▶ [EXERCISE INSTRUCTIONS]
For the entries below, print exactly the lines between the line holding "use crate::transport::TransportError;" and the line holding "pub struct DistributedMapper", inclusive, and nothing else.

▶ [PROVIDED RECORDS]
//! Lexical units produced by the tokenizer.

use std::fmt;

/// Kind of a token, carrying literal payloads where relevant.
#[derive(Debug, Clone, PartialEq)]
pub enum TokenKind {
    Identifier(String),
    String(String),
    Number(f64),
    Boolean(bool),
    Null,

    // Comparison
    Equal,
    NotEqual,
    Greater,
    Less,
    GreaterEqual,
    LessEqual,

    // Logical
    And,
    Or,
    Not,

    // Punctuation
    Dot,
    Colon,
    Comma,
    Question,
    Coalesce,

    // Brackets
    LeftParen,
    RightParen,
    LeftBracket,
    RightBracket,
    LeftBrace,
    RightBrace,

    // Keywords
    Asc,
    Desc,
    As,
    Contains,
    StartsWith,
    EndsWith,

    Eof,
}

impl TokenKind {
    /// Keyword lookup for bare words. Returns `None` for plain identifiers.
    pub(crate) fn keyword(word: &str) -> Option<Self> {
        let kind = match word {
            "true" => Self::Boolean(true),
            "false" => Self::Boolean(false),
            "null" => Self::Null,
            "and" => Self::And,
            "or" => Self::Or,
            "not" => Self::Not,
            "asc" => Self::Asc,
            "desc" => Self::Desc,
            "as" => Self::As,
            "contains" => Self::Contains,
            "startswith" => Self::StartsWith,
            "endswith" => Self::EndsWith,
            _ => return None,
        };
        Some(kind)
    }
}

impl fmt::Display for TokenKind {
    fn fmt(&self, f: &mut fmt::Formatter<'_>) -> fmt::Result {
        match self {
            Self::Identifier(name) => write!(f, "identifier '{}'", name),
            Self::String(value) => write!(f, "string '{}'", value),
            Self::Number(value) => write!(f, "number {}", value),
            Self::Boolean(value) => write!(f, "'{}'", value),
            Self::Null => f.write_str("'null'"),
            Self::Equal => f.write_str("'='"),
            Self::NotEqual => f.write_str("'!='"),
            Self::Greater => f.write_str("'>'"),
            Self::Less => f.write_str("'<'"),
            Self::GreaterEqual => f.write_str("'>='"),
            Self::LessEqual => f.write_str("'<='"),
            Self::And => f.write_str("'&&'"),
            Self::Or => f.write_str("'||'"),
            Self::Not => f.write_str("'!'"),
            Self::Dot => f.write_str("'.'"),
            Self::Colon => f.write_str("':'"),
            Self::Comma => f.write_str("','"),
            Self::Question => f.write_str("'?'"),
            Self::Coalesce => f.write_str("'??'"),
            Self::LeftParen => f.write_str("'('"),
            Self::RightParen => f.write_str("')'"),
            Self::LeftBracket => f.write_str("'['"),
            Self::RightBracket => f.write_str("']'"),
            Self::LeftBrace => f.write_str("'{'"),
            Self::RightBrace => f.write_str("'}'"),
            Self::Asc => f.write_str("'asc'"),
            Self::Desc => f.write_str("'desc'"),
            Self::As => f.write_str("'as'"),
            Self::Contains => f.write_str("'contains'"),
            Self::StartsWith => f.write_str("'startswith'"),
            Self::EndsWith => f.write_str("'endswith'"),
            Self::Eof => f.write_str("end of expression"),
        }
    }
}

/// A token with its source text and character position.
#[derive(Debug, Clone, PartialEq)]
pub struct Token {
    pub kind: TokenKind,
    /// Raw source text of the token (empty for `Eof`).
    pub text: String,
    /// 0-based character offset of the first character.
    pub position: usize,
}

impl Token {
    pub fn new(kind: TokenKind, text: impl Into<String>, position: usize) -> Self {
        Self {
            kind,
            text: text.into(),
            position,
        }
    }

    pub fn is(&self, kind: &TokenKind) -> bool {
        &self.kind == kind
    }
}
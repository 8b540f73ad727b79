//! Single-flight connection management.
//!
//! [`ConnectionContextSupervisor`] hands out one shared connection. The first
//! caller that finds no live connection starts a creation attempt; callers
//! arriving while it is in flight await the same attempt. A cached
//! connection is reused until it reports itself disconnected.

use std::collections::HashSet;
use std::fmt;
use std::sync::{Arc, Mutex};
use std::time::Duration;

use async_trait::async_trait;
use futures::future::{BoxFuture, Shared};
use futures::FutureExt;
use tracing::{error, info, warn};

use super::{lock, Agent, AgentLifecycle, Signal};
use crate::utils::retry::RetryConfig;

/// Classification of a connection failure.
#[derive(Debug, Clone, Copy, PartialEq, Eq, Hash)]
pub enum ConnectionErrorKind {
    Refused,
    Unreachable,
    Timeout,
    Authentication,
    Configuration,
    Closed,
}

impl fmt::Display for ConnectionErrorKind {
    fn fmt(&self, f: &mut fmt::Formatter<'_>) -> fmt::Result {
        let name = match self {
            Self::Refused => "refused",
            Self::Unreachable => "unreachable",
            Self::Timeout => "timeout",
            Self::Authentication => "authentication",
            Self::Configuration => "configuration",
            Self::Closed => "closed",
        };
        f.write_str(name)
    }
}

#[derive(Debug, Clone, PartialEq, Eq, thiserror::Error)]
#[error("Connection failed ({kind}): {message}")]
pub struct ConnectionError {
    pub kind: ConnectionErrorKind,
    pub message: String,
}

impl ConnectionError {
    pub fn new(kind: ConnectionErrorKind, message: impl Into<String>) -> Self {
        Self {
            kind,
            message: message.into(),
        }
    }
}

/// A live connection or channel.
pub trait ConnectionContext: Send + Sync + 'static {
    fn is_connected(&self) -> bool;
}

/// Transport-specific connection creation.
#[async_trait]
pub trait ConnectionContextFactory: Send + Sync + 'static {
    type Context: ConnectionContext;

    async fn create(&self) -> Result<Self::Context, ConnectionError>;
}

type PendingConnection<C> = Shared<BoxFuture<'static, Result<Arc<C>, ConnectionError>>>;

enum State<C> {
    Idle,
    Pending {
        generation: u64,
        attempt: PendingConnection<C>,
    },
    Connected(Arc<C>),
    Closed,
}

struct Inner<C> {
    state: State<C>,
    generation: u64,
}

/// Hands out one shared connection, creating it at most once at a time.
pub struct ConnectionContextSupervisor<F: ConnectionContextFactory> {
    name: String,
    factory: Arc<F>,
    retry: RetryConfig,
    non_retryable: Arc<HashSet<ConnectionErrorKind>>,
    inner: Mutex<Inner<F::Context>>,
    lifecycle: AgentLifecycle,
}

impl<F: ConnectionContextFactory> ConnectionContextSupervisor<F> {
    pub fn new(name: impl Into<String>, factory: F, retry: RetryConfig) -> Self {
        Self {
            name: name.into(),
            factory: Arc::new(factory),
            retry,
            non_retryable: Arc::new(
                [
                    ConnectionErrorKind::Authentication,
                    ConnectionErrorKind::Configuration,
                ]
                .into_iter()
                .collect(),
            ),
            inner: Mutex::new(Inner {
                state: State::Idle,
                generation: 0,
            }),
            lifecycle: AgentLifecycle::new(),
        }
    }

    /// Replace the set of failure kinds that abort creation without retrying.
    pub fn with_non_retryable(
        mut self,
        kinds: impl IntoIterator<Item = ConnectionErrorKind>,
    ) -> Self {
        self.non_retryable = Arc::new(kinds.into_iter().collect());
        self
    }

    /// The current connection, creating one if there is none alive.
    pub async fn get_connection(&self) -> Result<Arc<F::Context>, ConnectionError> {
        let (generation, attempt) = {
            let mut inner = lock(&self.inner);
            match &inner.state {
                State::Closed => {
                    return Err(ConnectionError::new(
                        ConnectionErrorKind::Closed,
                        format!("{} is stopped", self.name),
                    ))
                }
                State::Connected(context) if context.is_connected() => {
                    return Ok(context.clone())
                }
                State::Pending {
                    generation,
                    attempt,
                } => (*generation, attempt.clone()),
                State::Idle | State::Connected(_) => {
                    inner.generation += 1;
                    let generation = inner.generation;
                    let attempt = connect_with_retry(
                        self.name.clone(),
                        self.factory.clone(),
                        self.retry.clone(),
                        self.non_retryable.clone(),
                    )
                    .boxed()
                    .shared();
                    inner.state = State::Pending {
                        generation,
                        attempt: attempt.clone(),
                    };
                    (generation, attempt)
                }
            }
        };

        let result = attempt.await;

        let mut inner = lock(&self.inner);
        let current = matches!(
            &inner.state,
            State::Pending { generation: g, .. } if *g == generation
        );
        if current {
            inner.state = match &result {
                Ok(context) => State::Connected(context.clone()),
                Err(_) => State::Idle,
            };
            if result.is_ok() {
                self.lifecycle.ready.fire();
            }
        }
        result
    }
}

/// Create a connection, retrying with capped exponential backoff.
async fn connect_with_retry<F: ConnectionContextFactory>(
    name: String,
    factory: Arc<F>,
    retry: RetryConfig,
    non_retryable: Arc<HashSet<ConnectionErrorKind>>,
) -> Result<Arc<F::Context>, ConnectionError> {
    use backon::BackoffBuilder;

    let backoff = retry.backoff().build();
    let mut last_error = None;

    for (attempt, delay) in std::iter::once(Duration::ZERO).chain(backoff).enumerate() {
        if attempt > 0 {
            tokio::time::sleep(delay).await;
        }

        match factory.create().await {
            Ok(context) => {
                info!(connection = %name, attempt = attempt + 1, "Connection established");
                return Ok(Arc::new(context));
            }
            Err(e) if non_retryable.contains(&e.kind) => {
                error!(connection = %name, error = %e, "Connection failed, not retryable");
                return Err(e);
            }
            Err(e) if !retry.should_retry(attempt as u32) => {
                last_error = Some(e);
                break;
            }
            Err(e) => {
                warn!(
                    connection = %name,
                    attempt = attempt + 1,
                    max_retries = retry.max_retries,
                    error = %e,
                    "Connection attempt failed, retrying..."
                );
                last_error = Some(e);
            }
        }
    }

    error!(connection = %name, "Connection retries exhausted");
    Err(last_error.unwrap_or_else(|| {
        ConnectionError::new(ConnectionErrorKind::Closed, "no connection attempt made")
    }))
}

#[async_trait]
impl<F: ConnectionContextFactory> Agent for ConnectionContextSupervisor<F> {
    fn name(&self) -> &str {
        &self.name
    }

    fn ready(&self) -> &Signal {
        &self.lifecycle.ready
    }

    fn completed(&self) -> &Signal {
        &self.lifecycle.completed
    }

    fn stopping(&self) -> &Signal {
        &self.lifecycle.stopping
    }

    fn stopped(&self) -> &Signal {
        &self.lifecycle.stopped
    }

    async fn stop(&self, reason: &str) {
        self.lifecycle.stopping.fire();
        lock(&self.inner).state = State::Closed;
        info!(connection = %self.name, reason = %reason, "Connection supervisor stopped");
        self.lifecycle.finish();
    }
}
impl DocumentCompiler {
    pub fn new() -> Self {
        Self::default()
    }

    pub fn with_cache(expressions: Arc<ExpressionCache>) -> Self {
        Self { expressions }
    }

    /// Compile against the root document.
    pub fn compile(&self, expr: &Expr) -> Compiled {
        self.compile_in(expr, &DocumentContext::root())
    }

    pub fn compile_in(&self, expr: &Expr, context: &DocumentContext) -> Compiled {
        expr.accept(self, context)
    }

    pub fn compile_str(&self, expression: &str) -> Compiled {
        let tree = self.expressions.get_or_parse(expression)?;
        self.compile(&tree)
    }

    /// A `$project` stage exposing the expression as `field`.
    pub fn project_stage(&self, expression: &str, field: &str) -> Compiled {
        let mut projection = Map::new();
        projection.insert("_id".to_string(), Value::from(0));
        projection.insert(field.to_string(), self.compile_str(expression)?);
        Ok(json!({ "$project": projection }))
    }

    fn object(&self, members: &[ProjectionMember], context: &DocumentContext) -> Compiled {
        let mut out = Map::new();
        for member in members {
            let name = member
                .output_name()
                .ok_or_else(|| CompileError::Unsupported("projection member without name".into()))?;
            out.insert(name.to_string(), self.compile_in(&member.expr, context)?);
        }
        Ok(Value::Object(out))
    }

    /// Evaluate `expr` once per element of `items`, bound as the current value.
    fn map_elements(&self, items: Value, expr: &Expr, context: &DocumentContext) -> Compiled {
        let (name, element) = context.element();
        Ok(json!({"$map": {"input": items, "as": name, "in": self.compile_in(expr, &element)?}}))
    }

    fn filter_elements(&self, items: Value, predicate: &Expr, context: &DocumentContext) -> Compiled {
        let (name, element) = context.element();
        Ok(json!({
            "$filter": {"input": items, "as": name, "cond": self.compile_in(predicate, &element)?}
        }))
    }

    fn reduce(
        &self,
        kind: AggregateKind,
        selector: Option<&Expr>,
        items: Value,
        context: &DocumentContext,
    ) -> Compiled {
        let items = empty_if_null(items);
        Ok(match (kind, selector) {
            (AggregateKind::Count, None) => json!({ "$size": items }),
            (AggregateKind::Count, Some(predicate)) => {
                json!({ "$size": self.filter_elements(items, predicate, context)? })
            }
            (kind, selector) => {
                let values = match selector {
                    Some(selector) => self.map_elements(items, selector, context)?,
                    None => items,
                };
                let op = match kind {
                    AggregateKind::Sum => "$sum",
                    AggregateKind::Avg => "$avg",
                    AggregateKind::Min => "$min",
                    _ => "$max",
                };
                let mut out = Map::new();
                out.insert(op.to_string(), values);
                Value::Object(out)
            }
        })
    }

    fn group(&self, node: &GroupByNode, context: &DocumentContext) -> Compiled {
        let source = self.compile_in(&node.source, context)?;
        let_in(context, source, |items, inner| {
            let key_of_this = self.compile_in(
                &node.key,
                &DocumentContext {
                    current: "$$this".to_string(),
                    depth: inner.depth + 1,
                },
            )?;
            let keys = json!({"$reduce": {
                "input": items.clone(),
                "initialValue": [],
                "in": {"$cond": [
                    {"$in": [key_of_this.clone(), "$$value"]},
                    "$$value",
                    {"$concatArrays": ["$$value", [key_of_this]]}
                ]}
            }});

            let (key_name, key_scope) = inner.element();
            let (item_name, item_scope) = key_scope.element();
            let key_of_item = self.compile_in(&node.key, &item_scope)?;
            let groups = json!({"$map": {
                "input": keys,
                "as": key_name,
                "in": {
                    "Key": key_scope.current(),
                    "Items": {"$filter": {
                        "input": items.clone(),
                        "as": item_name,
                        "cond": {"$eq": [key_of_item, key_scope.current()]}
                    }}
                }
            }});
            Ok(json!({"$cond": [{"$eq": [items, null]}, null, groups]}))
        })
    }
}
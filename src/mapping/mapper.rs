//! The mapping passes.

use std::collections::{BTreeMap, HashMap, HashSet};
use std::sync::Arc;

use futures::stream::{self, StreamExt};
use serde_json::Value;
use tracing::{debug, info, info_span, warn, Instrument};

use super::discovery::{discover, node, node_mut, Discovered, Path};
use super::{MapReport, MapperBuilder, MappingConfig, MappingError, Result};
use crate::compiler::value::type_name;
use crate::handler::ClientRequestHandler;
use crate::model::{DynModel, TagId, TypeModelRegistry};
use crate::pipeline::{SendContext, SendNext, SendPipelineBehavior};
use crate::supervision::Signal;
use crate::transport::TransportError;
use crate::wire::{selector_text, DataResponse, Request};

/// A resolved value's destination.
struct Write {
    path: Path,
    field_index: usize,
    id: String,
    expression: String,
    spawns: bool,
}

/// One batched request and the fields it resolves.
struct Call {
    tag: TagId,
    handler: Arc<dyn ClientRequestHandler>,
    order: usize,
    request: Request,
    writes: Vec<Write>,
}

/// Resolves tagged fields of model graphs through registered handlers.
pub struct DistributedMapper {
    handlers: HashMap<TagId, Arc<dyn ClientRequestHandler>>,
    behaviors: Vec<Arc<dyn SendPipelineBehavior>>,
    registry: Arc<TypeModelRegistry>,
    config: MappingConfig,
}

/// String form of a selector id; `None` for null.
fn selector_id(value: &Value) -> std::result::Result<Option<String>, &'static str> {
    match value {
        Value::Null => Ok(None),
        other => selector_text(other).map(Some).ok_or_else(|| type_name(other)),
    }
}

impl DistributedMapper {
    pub(super) fn new(
        handlers: HashMap<TagId, Arc<dyn ClientRequestHandler>>,
        behaviors: Vec<Arc<dyn SendPipelineBehavior>>,
        registry: Arc<TypeModelRegistry>,
        config: MappingConfig,
    ) -> Self {
        Self {
            handlers,
            behaviors,
            registry,
            config,
        }
    }

    pub fn builder() -> MapperBuilder {
        MapperBuilder::new()
    }

    pub fn config(&self) -> &MappingConfig {
        &self.config
    }

    pub fn registry(&self) -> &Arc<TypeModelRegistry> {
        &self.registry
    }

    /// [`map_data`](Self::map_data) with the built-in parameters and no
    /// cancellation.
    pub async fn map(&self, root: &mut dyn DynModel) -> Result<MapReport> {
        self.map_data(root, &self.config, &Signal::new()).await
    }

    /// Resolve every tagged field reachable from `root`.
    pub async fn map_data(
        &self,
        root: &mut dyn DynModel,
        parameters: &MappingConfig,
        cancel: &Signal,
    ) -> Result<MapReport> {
        let mut report = MapReport::default();
        let mut batch: Vec<Path> = vec![Vec::new()];

        // The root pass always runs.
        let limit = parameters.max_spawn_depth.max(1);
        while !batch.is_empty() {
            if report.passes >= limit {
                let exceeded = MappingError::SpawnLimitExceeded {
                    limit,
                    pending: batch.len(),
                };
                if parameters.fail_on_spawn_limit {
                    return Err(exceeded);
                }
                warn!(error = %exceeded, "Stopping at spawn depth");
                break;
            }

            report.passes += 1;
            let span = info_span!("distmap.pass", pass = report.passes, models = batch.len());
            batch = self
                .run_pass(root, &batch, parameters, cancel, &mut report)
                .instrument(span)
                .await?;
        }

        info!(
            model = root.model_name(),
            passes = report.passes,
            calls = report.calls,
            fields_resolved = report.fields_resolved,
            failures = report.failures.len(),
            "Mapping complete"
        );
        Ok(report)
    }

    /// One pass over the models at `batch`. Returns the models written by
    /// this pass.
    async fn run_pass(
        &self,
        root: &mut dyn DynModel,
        batch: &[Path],
        parameters: &MappingConfig,
        cancel: &Signal,
        report: &mut MapReport,
    ) -> Result<Vec<Path>> {
        let discovered = discover(&self.registry, &*root, batch)?;
        debug!(fields = discovered.len(), "Discovered tagged fields");

        let mut groups: BTreeMap<usize, Vec<(TagId, Vec<Discovered>)>> = BTreeMap::new();
        for field in discovered {
            let group = groups.entry(field.order).or_default();
            match group.iter_mut().find(|(tag, _)| *tag == field.tag) {
                Some((_, fields)) => fields.push(field),
                None => group.push((field.tag, vec![field])),
            }
        }

        let mut next = Vec::new();
        for (order, tags) in groups {
            if cancel.is_fired() {
                return Err(MappingError::Cancelled);
            }

            let calls = self.prepare(&*root, order, tags, parameters, report)?;
            if calls.is_empty() {
                continue;
            }
            report.calls += calls.len();

            let mut sends = Vec::with_capacity(calls.len());
            for call in calls {
                sends.push(self.dispatch(call, parameters, cancel));
            }
            let outcomes: Vec<(Call, Result<Vec<DataResponse>>)> = stream::iter(sends)
                .buffer_unordered(parameters.max_concurrency.max(1))
                .collect()
                .await;

            for (call, outcome) in outcomes {
                self.merge(root, call, outcome, parameters, report, &mut next)?;
            }
        }
        Ok(next)
    }

    /// Record a failure, or return it in strict mode.
    fn fail(
        &self,
        error: MappingError,
        parameters: &MappingConfig,
        report: &mut MapReport,
    ) -> Result<()> {
        if parameters.strict {
            return Err(error);
        }
        warn!(error = %error, "Resolution failed, field left unset");
        report.failures.push(error);
        Ok(())
    }

    /// Build one deduplicated request per tag of an order group.
    fn prepare(
        &self,
        root: &dyn DynModel,
        order: usize,
        tags: Vec<(TagId, Vec<Discovered>)>,
        parameters: &MappingConfig,
        report: &mut MapReport,
    ) -> Result<Vec<Call>> {
        let mut calls = Vec::new();

        for (tag, fields) in tags {
            let Some(handler) = self.handlers.get(&tag) else {
                let first = &fields[0];
                self.fail(
                    MappingError::UnresolvedTag {
                        tag: tag.name(),
                        model: first.model,
                        field: first.field,
                    },
                    parameters,
                    report,
                )?;
                continue;
            };

            let mut ids = Vec::new();
            let mut seen_ids = HashSet::new();
            let mut expressions = Vec::new();
            let mut seen_expressions = HashSet::new();
            let mut writes = Vec::new();

            for field in fields {
                let Some(owner) = node(&self.registry, root, &field.path)? else {
                    continue;
                };
                let model = self.registry.get(owner)?;
                let value = match model.fields()[field.source_index].read(owner) {
                    Ok(value) => value,
                    Err(e) => {
                        self.fail(e.into(), parameters, report)?;
                        continue;
                    }
                };

                let id = match selector_id(&value) {
                    Ok(Some(id)) => id,
                    Ok(None) => {
                        debug!(model = field.model, field = field.field, "Selector id is null, skipping");
                        continue;
                    }
                    Err(found) => {
                        self.fail(
                            MappingError::UnsupportedSelectorType {
                                model: field.model,
                                field: model.fields()[field.source_index].name(),
                                found,
                            },
                            parameters,
                            report,
                        )?;
                        continue;
                    }
                };

                if seen_ids.insert(id.clone()) {
                    ids.push(id.clone());
                }
                if seen_expressions.insert(field.expression.clone()) {
                    expressions.push(field.expression.clone());
                }
                writes.push(Write {
                    path: field.path,
                    field_index: field.field_index,
                    id,
                    expression: field.expression,
                    spawns: field.spawns,
                });
            }

            if writes.is_empty() {
                continue;
            }
            calls.push(Call {
                tag,
                handler: handler.clone(),
                order,
                request: Request::new(ids, &expressions)?,
                writes,
            });
        }
        Ok(calls)
    }

    async fn dispatch(
        &self,
        call: Call,
        parameters: &MappingConfig,
        cancel: &Signal,
    ) -> (Call, Result<Vec<DataResponse>>) {
        let outcome = self.call(&call, parameters, cancel).await;
        (call, outcome)
    }

    /// Send one call through the pipeline, bounded by timeout and cancel.
    async fn call(
        &self,
        call: &Call,
        parameters: &MappingConfig,
        cancel: &Signal,
    ) -> Result<Vec<DataResponse>> {
        let tag = call.tag.name();
        let timeout = parameters.request_timeout();
        let span = info_span!(
            "distmap.batch",
            tag,
            order = call.order,
            ids = call.request.selector_ids.len()
        );

        let send = SendNext::new(&self.behaviors, call.handler.as_ref()).run(SendContext {
            tag: call.tag,
            order: call.order,
            request: call.request.clone(),
        });
        let outcome = async {
            tokio::select! {
                _ = cancel.wait() => Err(TransportError::Cancelled),
                sent = tokio::time::timeout(timeout, send) => {
                    sent.unwrap_or(Err(TransportError::Timeout { after: timeout }))
                }
            }
        }
        .instrument(span)
        .await;

        match outcome {
            Ok(response) => response
                .into_result()
                .map_err(|source| MappingError::Remote { tag, source }),
            Err(TransportError::Cancelled) => Err(MappingError::Cancelled),
            Err(source) => Err(MappingError::Transport { tag, source }),
        }
    }

    /// Write a call's values onto their fields.
    fn merge(
        &self,
        root: &mut dyn DynModel,
        call: Call,
        outcome: Result<Vec<DataResponse>>,
        parameters: &MappingConfig,
        report: &mut MapReport,
        next: &mut Vec<Path>,
    ) -> Result<()> {
        let items = match outcome {
            Ok(items) => items,
            Err(MappingError::Cancelled) => return Err(MappingError::Cancelled),
            Err(e) => return self.fail(e, parameters, report),
        };

        let mut values: HashMap<String, HashMap<String, Value>> = HashMap::new();
        for item in items {
            let entity = values.entry(item.id).or_default();
            for value in item.values {
                match value.decode() {
                    Ok(decoded) => {
                        entity.insert(value.expression, decoded);
                    }
                    Err(e) => self.fail(e.into(), parameters, report)?,
                }
            }
        }

        for write in call.writes {
            let Some(value) = values
                .get(&write.id)
                .and_then(|entity| entity.get(&write.expression))
            else {
                debug!(
                    tag = %call.tag,
                    id = %write.id,
                    expression = %write.expression,
                    "No value returned"
                );
                continue;
            };

            let Some(owner) = node_mut(&self.registry, &mut *root, &write.path)? else {
                continue;
            };
            let model = self.registry.get(&*owner)?;
            match model.fields()[write.field_index].write(owner, value.clone()) {
                Ok(()) => {
                    report.fields_resolved += 1;
                    if write.spawns && !value.is_null() {
                        let mut child = write.path;
                        child.push((write.field_index, 0));
                        next.push(child);
                    }
                }
                Err(e) => self.fail(e.into(), parameters, report)?,
            }
        }
        Ok(())
    }
}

▶ [TASK RESPONSE]
use crate::transport::TransportError;
use crate::wire::{selector_text, DataResponse, Request};

/// A resolved value's destination.
struct Write {
    path: Path,
    field_index: usize,
    id: String,
    expression: String,
    spawns: bool,
}

/// One batched request and the fields it resolves.
struct Call {
    tag: TagId,
    handler: Arc<dyn ClientRequestHandler>,
    order: usize,
    request: Request,
    writes: Vec<Write>,
}

/// Resolves tagged fields of model graphs through registered handlers.
pub struct DistributedMapper {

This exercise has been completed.